Borrowers who prepay their Federal Housing Administration (FHA)-insured mortgages will not have to make interest payments beyond the date their mortgage is paid in full, under a new rule recently finalized by the agency.
Currently, lenders are allowed to charge borrowers with FHA-backed loans a full month of interest when they sell or refinance a home and pay off their mortgage – even if it happens at the beginning of the month. This ‘prepayment penalty’ is due to an old rule designed to protect investors who buy mortgage-backed securities, who currently have the right to demand full-month payments of interest plus principal even when a loan is closed at the beginning of a month.
Regulators have allowed the current rule up until now also because FHA lenders charge borrowers slightly below market rates to help compensate for the post-closing payments.
The new rule – which will apply to FHA-insured mortgages closed on or after Jan. 21, 2015 – explicitly prohibits lenders from charging borrowers post settlement interest for all FHA single-family mortgage products and programs.
In addition, the FHA has announced a new rule to ensure borrowers have early access to information when making decisions about their FHA mortgages. This rule, which would apply to adjustable rate mortgages originated on or after Jan. 10, 2015, requires lenders to provide borrowers at least a 60-day, but no more than 120-day, advance notice of an adjustment to a borrower's monthly payment. The FHA currently requires a 25-day advance notice.

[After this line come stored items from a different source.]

//! Recursive template bundle copying

use anyhow::{Context, Result};
use std::path::Path;
use walkdir::WalkDir;

/// Copy every file and subdirectory under `bundle_dir` into `target_dir`,
/// creating intermediate directories as needed and overwriting any existing
/// file at the same relative path. Content is copied byte-for-byte; there is
/// no filtering or substitution. Returns the number of files copied.
pub fn copy_template(bundle_dir: &Path, target_dir: &Path) -> Result<usize> {
    if !bundle_dir.is_dir() {
        anyhow::bail!("Template bundle not found: {}", bundle_dir.display());
    }

    std::fs::create_dir_all(target_dir)
        .with_context(|| format!("Failed to create {}", target_dir.display()))?;

    let mut copied = 0;
    for entry in WalkDir::new(bundle_dir) {
        let entry =
            entry.with_context(|| format!("Failed to walk {}", bundle_dir.display()))?;
        if !entry.file_type().is_file() {
            continue;
        }

        let relative = entry.path().strip_prefix(bundle_dir)?;
        let target_path = target_dir.join(relative);
        if let Some(parent) = target_path.parent() {
            std::fs::create_dir_all(parent)
                .with_context(|| format!("Failed to create directory: {}", parent.display()))?;
        }

        std::fs::copy(entry.path(), &target_path)
            .with_context(|| format!("Failed to copy {}", relative.display()))?;
        copied += 1;
    }

    Ok(copied)
}

#[cfg(test)]
mod tests {
    use super::*;

    fn write_file(path: &Path, content: &str) {
        if let Some(parent) = path.parent() {
            std::fs::create_dir_all(parent).unwrap();
        }
        std::fs::write(path, content).unwrap();
    }

    #[test]
    fn test_copies_all_files_at_matching_paths() {
        let bundle = tempfile::tempdir().unwrap();
        let target = tempfile::tempdir().unwrap();

        write_file(&bundle.path().join("tailwind.config.cjs"), "module.exports = {};\n");
        write_file(&bundle.path().join("src/app.css"), "@tailwind base;\n");
        write_file(&bundle.path().join("src/lib/deep.css"), ".deep {}\n");

        let copied = copy_template(bundle.path(), target.path()).unwrap();
        assert_eq!(copied, 3);

        let content = std::fs::read_to_string(target.path().join("src/app.css")).unwrap();
        assert_eq!(content, "@tailwind base;\n");
        assert!(target.path().join("src/lib/deep.css").exists());
    }

    #[test]
    fn test_overwrites_colliding_files() {
        let bundle = tempfile::tempdir().unwrap();
        let target = tempfile::tempdir().unwrap();

        write_file(&bundle.path().join("jsconfig.json"), "{\"new\": true}\n");
        write_file(&target.path().join("jsconfig.json"), "{\"old\": true}\n");

        copy_template(bundle.path(), target.path()).unwrap();

        let content = std::fs::read_to_string(target.path().join("jsconfig.json")).unwrap();
        assert_eq!(content, "{\"new\": true}\n");
    }

    #[test]
    fn test_missing_bundle_is_an_error() {
        let target = tempfile::tempdir().unwrap();
        let result = copy_template(Path::new("/no/such/bundle"), target.path());
        assert!(result.is_err());
    }

    #[test]
    fn test_creates_target_directory() {
        let bundle = tempfile::tempdir().unwrap();
        let parent = tempfile::tempdir().unwrap();
        write_file(&bundle.path().join("file.txt"), "content");

        let target = parent.path().join("fresh");
        let copied = copy_template(bundle.path(), &target).unwrap();
        assert_eq!(copied, 1);
        assert!(target.join("file.txt").exists());
    }
}
//! The interactive prompt sequence
//!
//! Cancelling any prompt aborts the whole run before a single file is
//! written; cliclack surfaces cancellation as an error that propagates out
//! through the controller.

use crate::choices::{Choices, Feature, PackageManager, TypeChecking};
use crate::extras::{self, EXTRAS};
use anyhow::Result;
use std::path::{Path, PathBuf};

/// Resolve the target directory from the CLI argument or an interactive
/// prompt. A non-empty existing directory requires explicit confirmation;
/// declining aborts the run.
pub fn select_directory(directory: Option<&Path>) -> Result<PathBuf> {
    let current_dir = std::env::current_dir().unwrap_or_else(|_| PathBuf::from("."));

    let path = if let Some(dir) = directory {
        let path = if dir.is_absolute() {
            dir.to_path_buf()
        } else {
            current_dir.join(dir)
        };
        cliclack::log::info(format!("Using directory: {}", path.display()))?;
        path
    } else {
        let input: String = cliclack::input("Project directory")
            .placeholder(".")
            .default_input(".")
            .interact()?;

        if input.is_empty() || input == "." {
            current_dir.clone()
        } else {
            let path = PathBuf::from(&input);
            if path.is_absolute() {
                path
            } else {
                current_dir.join(path)
            }
        }
    };

    // Validate parent directory exists
    if let Some(parent) = path.parent() {
        if !parent.exists() && parent != Path::new("") {
            anyhow::bail!("Parent directory does not exist: {}", parent.display());
        }
    }

    // Confirm before scaffolding into a directory that already has contents
    if path.exists() && path.is_dir() {
        if let Ok(entries) = std::fs::read_dir(&path) {
            let count = entries.count();
            if count > 0 {
                cliclack::log::warning(format!("Directory has {} existing items", count))?;

                let confirm = cliclack::confirm("Continue anyway?")
                    .initial_value(true)
                    .interact()?;

                if !confirm {
                    anyhow::bail!("Setup cancelled.");
                }
            }
        }
    }

    Ok(path)
}

/// Ask the fixed, ordered set of configuration questions. Defaults: checkjs
/// type checking, no features, no extras, git on, npm, install on.
pub fn collect_choices() -> Result<Choices> {
    let type_checking: TypeChecking = cliclack::select("Add type checking to your JavaScript?")
        .item(TypeChecking::None, "No", "plain JavaScript")
        .item(TypeChecking::CheckJs, "Yes, using JSDoc comments", "checkjs")
        .item(TypeChecking::TypeScript, "Yes, using TypeScript", "")
        .initial_value(TypeChecking::CheckJs)
        .interact()?;

    let mut feature_select = cliclack::multiselect("Select additional features").required(false);
    for feature in Feature::ALL {
        feature_select = feature_select.item(feature, feature.display_name(), feature.hint());
    }
    let features: Vec<Feature> = feature_select.interact()?;

    let mut extra_select = cliclack::multiselect("Select extras").required(false);
    for extra in EXTRAS {
        extra_select = extra_select.item(extra.id, extra.label, extra.hint);
    }
    let selected_ids: Vec<&'static str> = extra_select.interact()?;
    let extras = extras::in_registry_order(&selected_ids);

    let init_git: bool = cliclack::confirm("Initialize a git repository?")
        .initial_value(true)
        .interact()?;

    let mut manager_select = cliclack::select("Which package manager?");
    for manager in PackageManager::ALL {
        manager_select = manager_select.item(manager, manager.command(), "");
    }
    let package_manager: PackageManager = manager_select.interact()?;

    let install_deps: bool =
        cliclack::confirm(format!("Install dependencies with {}?", package_manager))
            .initial_value(true)
            .interact()?;

    Ok(Choices {
        type_checking,
        features,
        extras,
        init_git,
        package_manager,
        install_deps,
    })
}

The new rule also changes the ‘look back period’ to 45 days before the date of the rate adjustment from the current 30 days.
In guidance published in the Federal Register, the FHA urged lenders not to find new ways to penalize borrowers in light of the new rule. Instead, they should ‘look elsewhere’ to recoup whatever revenue they expect to lose due to the rule change, and should continue to offer consumers ‘the same interest rates that they offer now,’ rather than adding new fees.